Happy gluten-free morning ATL:
- one cup cranberries, thawed to room temperature if using frozen
- half-whole cup chopped, pitted dates (depending on your personal preference)
- zest and juice of one large, ripe grapefruit
- 2 cups flour (almond, soy, or your favorite mixture…I recommend Pamela’s Baking Mix, Arrowhead Mills GF All Purpose Baking Mix or either Bob’s Red Mill Almond or All Purpose Flour)
- 2 teaspoons baking powder
- half teaspoon salt (Kosher or sea salt)
- 2/3 cup granulated sugar or cane sugar (double check for gluten free) or just a little more than 1/2 cup agave nectar if you prefer to use this healthier substitution
- half cup unsalted butter
- 2 eggs
- half cup milk (cow, almond, soy, or anything gluten-free!)

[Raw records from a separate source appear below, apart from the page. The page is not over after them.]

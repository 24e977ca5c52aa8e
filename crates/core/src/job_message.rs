// SPDX-License-Identifier: BUSL-1.1
// Copyright (c) 2026 Alfred Jean LLC

//! Fixed-layout job message, the bus payload produced by AMG (or the
//! resend pipeline) and consumed by the File Distributor (spec §3.3, §6.2).

use crate::ids::{DirId, JobId, UniqueNumber};
use serde::{Deserialize, Serialize};
use thiserror::Error;

/// Tag identifying which producer wrote a job message (spec §6.2,
/// Glossary "Originator byte"). This workspace targets a single-filesystem
/// deployment, so the `fs_id` field the original layout carries for
/// multi-fs builds is not encoded (see DESIGN.md).
#[derive(Debug, Clone, Copy, PartialEq, Eq, Serialize, Deserialize)]
#[repr(u8)]
pub enum Originator {
    /// Produced by the directory watcher (AMG-equivalent, SPEC_FULL §3.10).
    Amg = b'A',
    /// Produced by the resend/archive pipeline (`SHOW_OLOG_NO`).
    ShowOlogResend = b'S',
}

impl Originator {
    fn from_byte(b: u8) -> Result<Self, JobMessageError> {
        match b {
            b'A' => Ok(Originator::Amg),
            b'S' => Ok(Originator::ShowOlogResend),
            other => Err(JobMessageError::UnknownOriginator(other)),
        }
    }
}

/// Fixed total length every job message MUST equal, and MUST fit in a
/// single atomic fifo write (spec §6.2).
pub const MAX_BIN_MSG_LENGTH: usize = 36;

#[derive(Debug, Error, PartialEq, Eq)]
pub enum JobMessageError {
    #[error("job message length {0} does not equal MAX_BIN_MSG_LENGTH ({MAX_BIN_MSG_LENGTH})")]
    WrongLength(usize),
    #[error("unknown originator byte {0:#x}")]
    UnknownOriginator(u8),
}

/// A job message referencing a staging directory (spec §3.3).
#[derive(Debug, Clone, Copy, PartialEq, Eq, Serialize, Deserialize)]
pub struct JobMessage {
    pub creation_time: u64,
    pub file_size: u64,
    pub job_id: JobId,
    pub split_job_counter: u32,
    pub files_to_send: u32,
    pub unique_number: UniqueNumber,
    /// Parsed from the first `/`-delimited hex segment of the staging
    /// directory name (spec §6.5).
    pub dir_no: DirId,
    pub priority: u8,
    pub originator: Originator,
}

impl JobMessage {
    /// Encode to the fixed `MAX_BIN_MSG_LENGTH`-byte wire layout.
    pub fn encode(&self) -> [u8; MAX_BIN_MSG_LENGTH] {
        let mut buf = [0u8; MAX_BIN_MSG_LENGTH];
        let mut offset = 0;

        macro_rules! put {
            ($bytes:expr) => {{
                let b = $bytes;
                buf[offset..offset + b.len()].copy_from_slice(&b);
                offset += b.len();
            }};
        }

        put!(self.creation_time.to_le_bytes());
        put!(self.file_size.to_le_bytes());
        put!(self.job_id.get().to_le_bytes());
        put!(self.split_job_counter.to_le_bytes());
        put!(self.files_to_send.to_le_bytes());
        put!(self.unique_number.get().to_le_bytes());
        put!((self.dir_no.get() as u16).to_le_bytes());
        put!([self.priority]);
        put!([self.originator as u8]);

        debug_assert_eq!(offset, MAX_BIN_MSG_LENGTH);
        buf
    }

    /// Decode from bytes, rejecting anything that does not equal
    /// `MAX_BIN_MSG_LENGTH` (spec B2: "readers reject anything shorter").
    pub fn decode(bytes: &[u8]) -> Result<Self, JobMessageError> {
        if bytes.len() != MAX_BIN_MSG_LENGTH {
            return Err(JobMessageError::WrongLength(bytes.len()));
        }

        let mut offset = 0;
        macro_rules! take {
            ($ty:ty) => {{
                const N: usize = std::mem::size_of::<$ty>();
                let v = <$ty>::from_le_bytes(bytes[offset..offset + N].try_into().unwrap_or([0; N]));
                offset += N;
                v
            }};
        }

        let creation_time = take!(u64);
        let file_size = take!(u64);
        let job_id = take!(u32);
        let split_job_counter = take!(u32);
        let files_to_send = take!(u32);
        let unique_number = take!(u32);
        let dir_no = take!(u16);
        let priority = bytes[offset];
        offset += 1;
        let originator = Originator::from_byte(bytes[offset])?;
        offset += 1;
        debug_assert_eq!(offset, MAX_BIN_MSG_LENGTH);

        Ok(JobMessage {
            creation_time,
            file_size,
            job_id: JobId::new(job_id),
            split_job_counter,
            files_to_send,
            unique_number: UniqueNumber::new(unique_number),
            dir_no: DirId::new(dir_no as u32),
            priority,
            originator,
        })
    }
}

#[cfg(test)]
#[path = "job_message_tests.rs"]
mod tests;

- half cup chopped walnuts
- half teaspoon cinnamon (more or less if you like)
- small pinch of allspice (optional)
1. Preheat oven to 375 degrees F if using sugar (NOTE: if using agave, set to 360).
2. Bring cranberries and grapefruit juice to a simmer over medium heat, and remove mixture after 2-3 minutes (do not let cranberries pop and mixture to thicken).

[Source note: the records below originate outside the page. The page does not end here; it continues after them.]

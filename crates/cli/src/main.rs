// SPDX-License-Identifier: BUSL-1.1
// Copyright (c) 2026 Alfred Jean LLC

//! `afd` — the control CLI for the automatic file distribution daemon.
//!
//! Talks to a running `afdd` over its Unix control socket (SPEC_FULL §4),
//! auto-starting it for action commands when nothing is listening yet.

mod client;
mod color;
mod commands;
mod daemon_process;
mod env;
mod output;
mod table;

use clap::{Parser, Subcommand};

use commands::control::{AmgCommand, FdCommand};
use commands::daemon::DaemonCommand;
use commands::dir::DirCommand;
use commands::host::HostCommand;
use commands::status::StatusArgs;
use output::OutputFormat;

#[derive(Parser)]
#[command(name = "afd", version, about = "Control the file distribution daemon")]
struct Cli {
    #[command(subcommand)]
    command: Command,

    /// Output format for commands that print structured data.
    #[arg(long, global = true, value_enum, default_value_t)]
    output: OutputFormat,
}

#[derive(Subcommand)]
enum Command {
    /// Report daemon health and activity.
    Status(StatusArgs),
    /// Host queue/transfer control and inspection.
    Host {
        #[command(subcommand)]
        command: HostCommand,
    },
    /// Watched-directory control and inspection.
    Dir {
        #[command(subcommand)]
        command: DirCommand,
    },
    /// Control the directory-watch loop.
    Amg {
        #[command(subcommand)]
        command: AmgCommand,
    },
    /// Control the dispatch loop.
    Fd {
        #[command(subcommand)]
        command: FdCommand,
    },
    /// Force an immediate directory scan.
    Check {
        /// Limit the scan to one directory alias.
        dir: Option<String>,
    },
    /// Reread host/route configuration files from disk.
    RereadRoutes,
    /// Force an immediate archive sweep over prior output-log selections.
    ArchiveCheck {
        /// Output-log selection as `path:byte_offset`; repeatable.
        #[arg(long = "select", value_name = "PATH:OFFSET")]
        select: Vec<String>,
        /// Priority override for one job id as `job_id=priority`; repeatable.
        #[arg(long = "priority", value_name = "JOB_ID=PRIORITY")]
        priority: Vec<String>,
    },
    /// Force an immediate search for files left behind by a previous run.
    SearchOldFiles,
    /// Per-host transfer statistics.
    Stats,
    /// Ask the daemon to shut down gracefully.
    Shutdown,
    /// Manage the `afdd` process itself.
    Daemon {
        #[command(subcommand)]
        command: DaemonCommand,
    },
}

#[tokio::main]
async fn main() -> anyhow::Result<()> {
    let cli = Cli::parse();

    match cli.command {
        Command::Status(args) => commands::status::handle(args, cli.output).await,
        Command::Host { command } => commands::host::handle(command, cli.output).await,
        Command::Dir { command } => commands::dir::handle(command, cli.output).await,
        Command::Amg { command } => commands::control::handle_amg(command).await,
        Command::Fd { command } => commands::control::handle_fd(command).await,
        Command::Check { dir } => commands::control::check_dirs(dir).await,
        Command::RereadRoutes => commands::control::reread_routes().await,
        Command::ArchiveCheck { select, priority } => commands::control::archive_check(select, priority).await,
        Command::SearchOldFiles => commands::control::search_old_files().await,
        Command::Stats => commands::control::stats(cli.output).await,
        Command::Shutdown => commands::control::shutdown().await,
        Command::Daemon { command } => commands::daemon::handle(command).await,
    }
}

3. Whisk flour, baking powder, salt and cinnamon and allspice in a medium bowl.
4. Using an electric mixer, cream the butter, grapefruit zest and sugar two minutes until slightly fluffy in a large bowl. (If using agave, cream first two ingredients and then gradually add agave syrup to maintain fluffy texture). Add eggs, one at a time, beating the mixture well.
5. Add the dry mixture slowly alternating with the milk, just until the mixture is combined evenly. Fold in cranberries and chopped walnuts.
6. Prepare muffin tins, either by greasing with a little melted butter or by using cupcake wrappers (which I think is easier and less clean up) and bake for 20-25 minutes, until golden brown on top.